Scan the records and identify every line in which the string "provider" occurs, then return those lines.

[[ Data under study open ]]

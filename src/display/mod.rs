pub mod provider;
pub mod reconciler;

use std::fmt;

use crate::geometry::Rect;

pub use reconciler::{DisplayBinding, DisplayReconciler};

/// Stable output name as reported by the compositor, e.g. `eDP-1`.
#[derive(Debug, Clone, PartialEq, Eq, Hash, PartialOrd, Ord)]
pub struct DisplayName(String);

impl DisplayName {
    pub fn new(name: impl Into<String>) -> Self {
        Self(name.into())
    }

    pub fn as_str(&self) -> &str {
        &self.0
    }
}

impl fmt::Display for DisplayName {
    fn fmt(&self, f: &mut fmt::Formatter<'_>) -> fmt::Result {
        f.write_str(&self.0)
    }
}

/// Process-unique identity of one display binding. Never reused, so work
/// addressed to a torn-down binding can't land on its replacement.
#[derive(Debug, Clone, Copy, PartialEq, Eq, Hash, PartialOrd, Ord)]
pub struct BindingId(u64);

impl BindingId {
    pub const fn new(id: u64) -> Self {
        Self(id)
    }
}

impl fmt::Display for BindingId {
    fn fmt(&self, f: &mut fmt::Formatter<'_>) -> fmt::Result {
        write!(f, "#{}", self.0)
    }
}

#[derive(Debug, Clone, PartialEq)]
pub struct Display {
    pub name: DisplayName,
    pub frame: Rect,
}

impl Display {
    pub fn new(name: impl Into<String>, frame: Rect) -> Self {
        Self {
            name: DisplayName::new(name),
            frame,
        }
    }
}

/// Live display set as last reported by the topology provider.
#[derive(Debug, Clone, PartialEq, Default)]
pub struct Topology {
    pub displays: Vec<Display>,
    pub primary: Option<DisplayName>,
}

impl Topology {
    pub fn get(&self, name: &DisplayName) -> Option<&Display> {
        self.displays.iter().find(|d| &d.name == name)
    }

    /// The designated primary display, or the first live one.
    pub fn primary_display(&self) -> Option<&Display> {
        self.primary
            .as_ref()
            .and_then(|name| self.get(name))
            .or_else(|| self.displays.first())
    }
}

[[ Data under study closed ]]

Answer for this exercise.
pub mod provider;
/// Live display set as last reported by the topology provider.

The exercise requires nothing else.